Alexander Puschkin wird am 6. Juni 1799 in Moskau geboren. Sein Vater entstammt einem alten russischen Adelsgeschlecht. Der kleine Alexander hat blaue Augen und braun gelocktes Haar. Diese Locken verraten seine äthiopische Abstammung: Puschkins Urgroßvater mütterlicherseits war der Mohr von Peter dem Großen, ein Umstand, den Puschkin später literarisch verarbeiten wird. Wie es für adlige Kinder typisch ist, verbringt Puschkin viel Zeit mit seiner Amme, die ihn mit russischer Volksdichtung bekannt macht. Die Alltagssprache des russischen Adels dagegen ist Französisch. 1811 tritt Alexander in das neu gegründete Lyzeum Zarskoje Selo ein. Die geistig frische Atmosphäre inspiriert den jungen Mann. Er knüpft Freundschaften, die ein Leben lang halten werden. Puschkins literarisches Talent zeigt sich, als er seine ersten Gedichte veröffentlicht. Er besucht Veranstaltungen des Literatursalons „Grüne Lampe“ und sympathisiert mit den Dekabristen, einer Bewegung junger Adliger und Offiziere, die erfolglos gegen das autokratische Zarensystem revoltieren. 1820 erscheint sein märchenhaftes Versepos Ruslan und Ljudmila.
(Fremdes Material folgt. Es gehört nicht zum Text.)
use anyhow::{anyhow, Result};
use bootsmith_core::{Disk, Partition};
use std::ffi::c_void;
use std::mem::size_of;

use windows::core::PCWSTR;
use windows::Win32::Foundation::{CloseHandle, HANDLE, INVALID_HANDLE_VALUE};
use windows::Win32::Security::{GetTokenInformation, TokenElevation, TOKEN_ELEVATION, TOKEN_QUERY};
use windows::Win32::Storage::FileSystem::{
    CreateFileW, FILE_ATTRIBUTE_NORMAL, FILE_GENERIC_READ, FILE_SHARE_READ, FILE_SHARE_WRITE,
    OPEN_EXISTING,
};
use windows::Win32::Storage::Ioctl::{
    IOCTL_DISK_GET_DRIVE_GEOMETRY_EX, IOCTL_STORAGE_QUERY_PROPERTY, STORAGE_PROPERTY_QUERY,
    StorageDeviceProperty, STORAGE_QUERY_TYPE,
};
use windows::Win32::System::Ioctl::DeviceIoControl;
use windows::Win32::System::SystemInformation::{GetComputerNameW, GetVersionExW, OSVERSIONINFOW};
use windows::Win32::System::Threading::{GetCurrentProcess, OpenProcessToken};

use crate::volumes;

fn wide(s: &str) -> Vec<u16> {
    use std::os::windows::prelude::*;
    std::ffi::OsStr::new(s)
        .encode_wide()
        .chain(std::iter::once(0))
        .collect()
}

pub fn is_elevated() -> Result<bool> {
    unsafe {
        let mut token = HANDLE::default();
        if !OpenProcessToken(GetCurrentProcess(), TOKEN_QUERY, &mut token).as_bool() {
            return Err(anyhow!("OpenProcessToken failed"));
        }

        let mut elevation = TOKEN_ELEVATION::default();
        let mut returned = 0u32;
        let ok = GetTokenInformation(
            token,
            TokenElevation,
            Some(&mut elevation as *mut _ as *mut c_void),
            size_of::<TOKEN_ELEVATION>() as u32,
            &mut returned,
        );
        CloseHandle(token);

        if !ok.as_bool() {
            return Err(anyhow!("GetTokenInformation failed"));
        }
        Ok(elevation.TokenIsElevated != 0)
    }
}

fn open_physical_drive(n: u32) -> Result<HANDLE> {
    let path = format!(r"\\.\PhysicalDrive{}", n);
    let w = wide(&path);

    unsafe {
        let handle = CreateFileW(
            PCWSTR(w.as_ptr()),
            FILE_GENERIC_READ,
            FILE_SHARE_READ | FILE_SHARE_WRITE,
            None,
            OPEN_EXISTING,
            FILE_ATTRIBUTE_NORMAL,
            None,
        );

        if handle == INVALID_HANDLE_VALUE {
            return Err(anyhow!("CreateFileW failed for {}", path));
        }

        Ok(handle)
    }
}

fn query_size_bytes(handle: HANDLE) -> Result<u64> {
    let mut out = [0u8; 1024];
    let mut returned = 0u32;

    unsafe {
        let ok = DeviceIoControl(
            handle,
            IOCTL_DISK_GET_DRIVE_GEOMETRY_EX,
            None,
            0,
            Some(out.as_mut_ptr() as *mut c_void),
            out.len() as u32,
            Some(&mut returned),
            None,
        );

        if !ok.as_bool() {
            return Err(anyhow!("IOCTL_DISK_GET_DRIVE_GEOMETRY_EX failed"));
        }
    }

    // DiskSize sits at offset 24 of DISK_GEOMETRY_EX.
    let disk_size = i64::from_le_bytes(out[24..32].try_into().unwrap());
    Ok(disk_size.max(0) as u64)
}

pub fn disk_size_bytes(disk_number: u32) -> Result<u64> {
    let handle = open_physical_drive(disk_number)?;
    let size = query_size_bytes(handle);
    unsafe {
        CloseHandle(handle);
    }
    size
}

fn query_friendly_and_removable(handle: HANDLE) -> Result<(String, bool)> {
    let query = STORAGE_PROPERTY_QUERY {
        PropertyId: StorageDeviceProperty,
        QueryType: STORAGE_QUERY_TYPE(0),
        AdditionalParameters: [0],
    };

    let mut out = [0u8; 4096];
    let mut returned = 0u32;

    unsafe {
        let ok = DeviceIoControl(
            handle,
            IOCTL_STORAGE_QUERY_PROPERTY,
            Some(&query as *const _ as *const c_void),
            size_of::<STORAGE_PROPERTY_QUERY>() as u32,
            Some(out.as_mut_ptr() as *mut c_void),
            out.len() as u32,
            Some(&mut returned),
            None,
        );

        if !ok.as_bool() {
            return Ok(("Unknown Disk".to_string(), false));
        }
    }

    let removable = out.get(8).copied().unwrap_or(0) != 0;
    let vendor_slice = out.get(12..16).unwrap_or(&[0, 0, 0, 0]);
    let prod_slice = out.get(16..20).unwrap_or(&[0, 0, 0, 0]);
    let vendor_off = u32::from_le_bytes(vendor_slice.try_into().unwrap_or([0; 4])) as usize;
    let prod_off = u32::from_le_bytes(prod_slice.try_into().unwrap_or([0; 4])) as usize;

    fn read_cstr(buf: &[u8], off: usize) -> Option<String> {
        if off == 0 || off >= buf.len() {
            return None;
        }
        let tail = &buf[off..];
        let end = tail.iter().position(|&b| b == 0).unwrap_or(tail.len());
        let s = String::from_utf8_lossy(&tail[..end]).trim().to_string();
        if s.is_empty() { None } else { Some(s) }
    }

    let vendor = read_cstr(&out, vendor_off).unwrap_or_default();
    let product = read_cstr(&out, prod_off).unwrap_or_default();
    let name = format!("{} {}", vendor, product).trim().to_string();
    let name = if name.is_empty() { "Unknown Disk".to_string() } else { name };

    Ok((name, removable))
}

pub fn os_version_string() -> String {
    unsafe {
        let mut info = OSVERSIONINFOW::default();
        info.dwOSVersionInfoSize = size_of::<OSVERSIONINFOW>() as u32;
        if GetVersionExW(&mut info).as_bool() {
            return format!(
                "{}.{}.{}",
                info.dwMajorVersion, info.dwMinorVersion, info.dwBuildNumber
            );
        }
    }
    "unknown".to_string()
}

pub fn machine_name_string() -> String {
    unsafe {
        let mut buf = [0u16; 256];
        let mut size = buf.len() as u32;
        if GetComputerNameW(&mut buf, &mut size).as_bool() {
            return String::from_utf16_lossy(&buf[..size as usize]);
        }
    }
    "unknown".to_string()
}

pub fn enumerate_physical_disks() -> Result<Vec<Disk>> {
    let mounts = volumes::enumerate_volume_mounts().unwrap_or_default();
    let system_root = volumes::system_drive_letter().ok();
    let mut disks = Vec::new();

    for n in 0..32u32 {
        let handle = match open_physical_drive(n) {
            Ok(handle) => handle,
            Err(_) => continue,
        };

        let size_bytes = query_size_bytes(handle).unwrap_or(0);
        let (friendly, removable) = query_friendly_and_removable(handle)
            .unwrap_or(("Unknown Disk".to_string(), false));

        unsafe {
            CloseHandle(handle);
        }

        let partitions: Vec<Partition> = mounts
            .iter()
            .filter(|mount| mount.disk_number == n)
            .map(|mount| Partition {
                id: mount.id.clone(),
                label: mount.label.clone(),
                fs: mount.fs.clone(),
                size_bytes: mount.length_bytes,
                mount_points: mount.mount_points.clone(),
            })
            .collect();

        let is_system_disk = match &system_root {
            Some(root) => partitions
                .iter()
                .any(|partition| partition.mount_points.iter().any(|mount| mount == root)),
            None => false,
        };

        disks.push(Disk {
            id: format!("PhysicalDrive{}", n),
            friendly_name: friendly,
            device_path: format!(r"\\.\PhysicalDrive{}", n),
            size_bytes,
            removable,
            is_system_disk,
            partitions,
        });
    }

    if disks.is_empty() {
        return Err(anyhow!("no disks detected (CreateFileW scan found none)"));
    }

    Ok(disks)
}
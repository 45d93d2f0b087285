use anyhow::Result;
use bootsmith_core::{DeviceGraph, DeviceTarget, FileSystem, PartitionScheme};
use std::path::{Path, PathBuf};

/// Exit status of an externally invoked boot service. `code` is `None` when
/// the process was killed before reporting one.
#[derive(Debug, Clone)]
pub struct ServiceExit {
    pub code: Option<i32>,
    pub detail: String,
}

impl ServiceExit {
    pub fn ok(detail: impl Into<String>) -> Self {
        Self {
            code: Some(0),
            detail: detail.into(),
        }
    }

    pub fn success(&self) -> bool {
        self.code == Some(0)
    }
}

/// Host identity and device lookups. No side effects.
pub trait HostContext {
    fn is_elevated(&self) -> Result<bool>;
    fn device_graph(&self) -> Result<DeviceGraph>;
    /// Maps a user-chosen volume identifier (drive letter, block device,
    /// mount point) to the physical device behind it.
    fn resolve_target(&self, volume: &str) -> Result<DeviceTarget>;
    /// Source root used when neither the image nor the caller provides one.
    fn default_source_root(&self) -> PathBuf;
}

/// Destructive device preparation: wipe, repartition, format.
pub trait DiskPreparer {
    fn wipe_and_partition(&self, target: &DeviceTarget, scheme: PartitionScheme) -> Result<()>;
    /// Formats the single partition created above and returns the root path
    /// of the mounted volume.
    fn format_volume(
        &self,
        target: &DeviceTarget,
        fs: FileSystem,
        label: &str,
    ) -> Result<PathBuf>;
}

/// Read-only image mounting, keyed by the image path for unmount.
pub trait ImageMounter {
    fn mount(&self, image: &Path) -> Result<PathBuf>;
    fn unmount(&self, image: &Path) -> Result<()>;
}

/// Boot-loader installation services.
pub trait BootServices {
    /// UEFI path: writes boot files from `source_root` onto the volume.
    fn copy_boot_manager(&self, source_root: &Path, volume_root: &Path) -> Result<ServiceExit>;
    /// BIOS path: candidate locations for the boot-sector-writer tool, in
    /// search order. The engine takes the first candidate that exists.
    fn sector_tool_candidates(&self, image_root: &Path) -> Vec<PathBuf>;
    fn write_boot_sector(
        &self,
        tool: &Path,
        target: &DeviceTarget,
        volume_root: &Path,
    ) -> Result<ServiceExit>;
}

/// The platform services consumed by one pipeline run. Host crates provide
/// real implementations; tests substitute fakes.
pub struct Services<'a> {
    pub host: &'a dyn HostContext,
    pub disk: &'a dyn DiskPreparer,
    pub mounter: &'a dyn ImageMounter,
    pub boot: &'a dyn BootServices,
}

/// Scoped image mount: release is guaranteed on every exit path once
/// acquired. A failed release is reported back to the caller for logging,
/// never escalated.
pub struct MountGuard<'a> {
    mounter: &'a dyn ImageMounter,
    image: PathBuf,
    root: PathBuf,
    released: bool,
}

impl<'a> MountGuard<'a> {
    pub fn acquire(mounter: &'a dyn ImageMounter, image: &Path) -> Result<Self> {
        let root = mounter.mount(image)?;
        Ok(Self {
            mounter,
            image: image.to_path_buf(),
            root,
            released: false,
        })
    }

    pub fn root(&self) -> &Path {
        &self.root
    }

    /// Idempotent explicit release. Returns the unmount error text, if any.
    pub fn release(&mut self) -> Option<String> {
        if self.released {
            return None;
        }
        self.released = true;
        self.mounter.unmount(&self.image).err().map(|error| error.to_string())
    }
}

impl Drop for MountGuard<'_> {
    fn drop(&mut self) {
        if !self.released {
            self.released = true;
            let _ = self.mounter.unmount(&self.image);
        }
    }
}
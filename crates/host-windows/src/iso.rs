//! Read-only ISO attach via the virtual-disk service. Attached handles are
//! kept in a process-wide table keyed by image path so a later detach can
//! find them again.

use anyhow::{anyhow, Result};
use std::collections::HashSet;
use std::path::{Path, PathBuf};
use std::sync::Mutex;
use std::time::{Duration, Instant};

use windows::core::PCWSTR;
use windows::Win32::Foundation::{CloseHandle, HANDLE, INVALID_HANDLE_VALUE};
use windows::Win32::Storage::FileSystem::GetLogicalDrives;
use windows::Win32::Storage::Vhd::{
    AttachVirtualDisk, DetachVirtualDisk, OpenVirtualDisk, ATTACH_VIRTUAL_DISK_FLAG_READ_ONLY,
    ATTACH_VIRTUAL_DISK_PARAMETERS, ATTACH_VIRTUAL_DISK_VERSION_1, DETACH_VIRTUAL_DISK_FLAG_NONE,
    OPEN_VIRTUAL_DISK_FLAG_NONE, OPEN_VIRTUAL_DISK_PARAMETERS, OPEN_VIRTUAL_DISK_VERSION_1,
    VIRTUAL_DISK_ACCESS_READ, VIRTUAL_STORAGE_TYPE, VIRTUAL_STORAGE_TYPE_DEVICE_ISO,
    VIRTUAL_STORAGE_TYPE_VENDOR_MICROSOFT,
};

static ATTACHED: Mutex<Vec<(PathBuf, isize)>> = Mutex::new(Vec::new());

pub fn attach(image: &Path) -> Result<PathBuf> {
    let before = logical_drive_letters();
    let handle = open_virtual_disk(image)?;
    if let Err(error) = attach_read_only(handle) {
        unsafe {
            CloseHandle(handle);
        }
        return Err(error);
    }
    let letter = match wait_for_new_drive_letter(&before, Duration::from_secs(20)) {
        Ok(letter) => letter,
        Err(error) => {
            unsafe {
                let _ = DetachVirtualDisk(handle, DETACH_VIRTUAL_DISK_FLAG_NONE, 0);
                CloseHandle(handle);
            }
            return Err(error);
        }
    };

    ATTACHED
        .lock()
        .expect("attach table poisoned")
        .push((image.to_path_buf(), handle.0));
    Ok(PathBuf::from(format!("{}:\\", letter)))
}

pub fn detach(image: &Path) -> Result<()> {
    let handle = {
        let mut attached = ATTACHED.lock().expect("attach table poisoned");
        let index = attached
            .iter()
            .position(|(path, _)| path == image)
            .ok_or_else(|| anyhow!("{} is not attached", image.display()))?;
        attached.remove(index).1
    };

    unsafe {
        let handle = HANDLE(handle);
        DetachVirtualDisk(handle, DETACH_VIRTUAL_DISK_FLAG_NONE, 0)
            .ok()
            .map_err(|error| anyhow!("DetachVirtualDisk failed: {:?}", error))?;
        CloseHandle(handle);
    }
    Ok(())
}

fn open_virtual_disk(path: &Path) -> Result<HANDLE> {
    let path_wide = wide(path);
    let storage_type = VIRTUAL_STORAGE_TYPE {
        DeviceId: VIRTUAL_STORAGE_TYPE_DEVICE_ISO,
        VendorId: VIRTUAL_STORAGE_TYPE_VENDOR_MICROSOFT,
    };

    let mut handle = HANDLE::default();
    let mut params = OPEN_VIRTUAL_DISK_PARAMETERS::default();
    params.Version = OPEN_VIRTUAL_DISK_VERSION_1;

    unsafe {
        OpenVirtualDisk(
            &storage_type,
            PCWSTR(path_wide.as_ptr()),
            VIRTUAL_DISK_ACCESS_READ,
            OPEN_VIRTUAL_DISK_FLAG_NONE,
            Some(&mut params),
            &mut handle,
        )
        .ok()
        .map_err(|error| anyhow!("OpenVirtualDisk failed: {:?}", error))?;

        if handle == INVALID_HANDLE_VALUE {
            return Err(anyhow!("OpenVirtualDisk returned invalid handle"));
        }
    }

    Ok(handle)
}

fn attach_read_only(handle: HANDLE) -> Result<()> {
    let mut params = ATTACH_VIRTUAL_DISK_PARAMETERS::default();
    params.Version = ATTACH_VIRTUAL_DISK_VERSION_1;

    unsafe {
        AttachVirtualDisk(
            handle,
            None,
            ATTACH_VIRTUAL_DISK_FLAG_READ_ONLY,
            0,
            Some(&mut params),
            None,
        )
        .ok()
        .map_err(|error| anyhow!("AttachVirtualDisk failed: {:?}", error))?;
    }

    Ok(())
}

fn logical_drive_letters() -> Vec<char> {
    unsafe {
        let mask = GetLogicalDrives();
        let mut letters = Vec::new();
        for (idx, letter) in ('A'..='Z').enumerate() {
            if mask & (1u32 << idx) != 0 {
                letters.push(letter);
            }
        }
        letters
    }
}

fn wait_for_new_drive_letter(before: &[char], timeout: Duration) -> Result<char> {
    let before_set: HashSet<char> = before.iter().copied().collect();
    let start = Instant::now();
    loop {
        let now = logical_drive_letters();
        for letter in now {
            if !before_set.contains(&letter) {
                return Ok(letter);
            }
        }
        if start.elapsed() > timeout {
            return Err(anyhow!("timed out waiting for ISO mount"));
        }
        std::thread::sleep(Duration::from_millis(250));
    }
}

fn wide(path: &Path) -> Vec<u16> {
    use std::os::windows::prelude::*;
    path.as_os_str()
        .encode_wide()
        .chain(std::iter::once(0))
        .collect()
}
Außerdem schreibt Puschkin in dieser Zeit patriotische Gedichte und Liebeslyrik, aber auch Subversives: Wegen eines literarischen Angriffs auf die Obrigkeit wird er von seiner Sekretärsstelle im Auswärtigen Amt nach Jekaterinoslaw (in der heutigen Ukraine) versetzt. 1823 beginnt Puschkin mit der Arbeit an seinem Hauptwerk Eugen Onegin, einem Versroman, der erstmals 1833 vollständig erscheint. Bereits 1831 wird sein Drama Boris Godunow veröffentlicht. Nach einer Audienz beim Zaren darf er wieder in Moskau und St. Petersburg leben, sein Werk wird jedoch zensiert. Nach zahlreichen Liebschaften heiratet Puschkin 1831 die schöne und reiche Adlige Natalja Gontscharowa. Das Paar zieht nach St. Petersburg. Zeitlebens leidet Puschkin unter Zensur und geistiger Enge. Erst 1836 erlaubt man ihm, eine Literaturzeitschrift mit dem Namen Der Zeitgenosse herauszugeben. Am 10. Februar 1837 stirbt Puschkin, der sich zu Lebzeiten mindestens 30-mal duelliert hat, an den Folgen eines Duells mit einem französischen Gardeoffizier.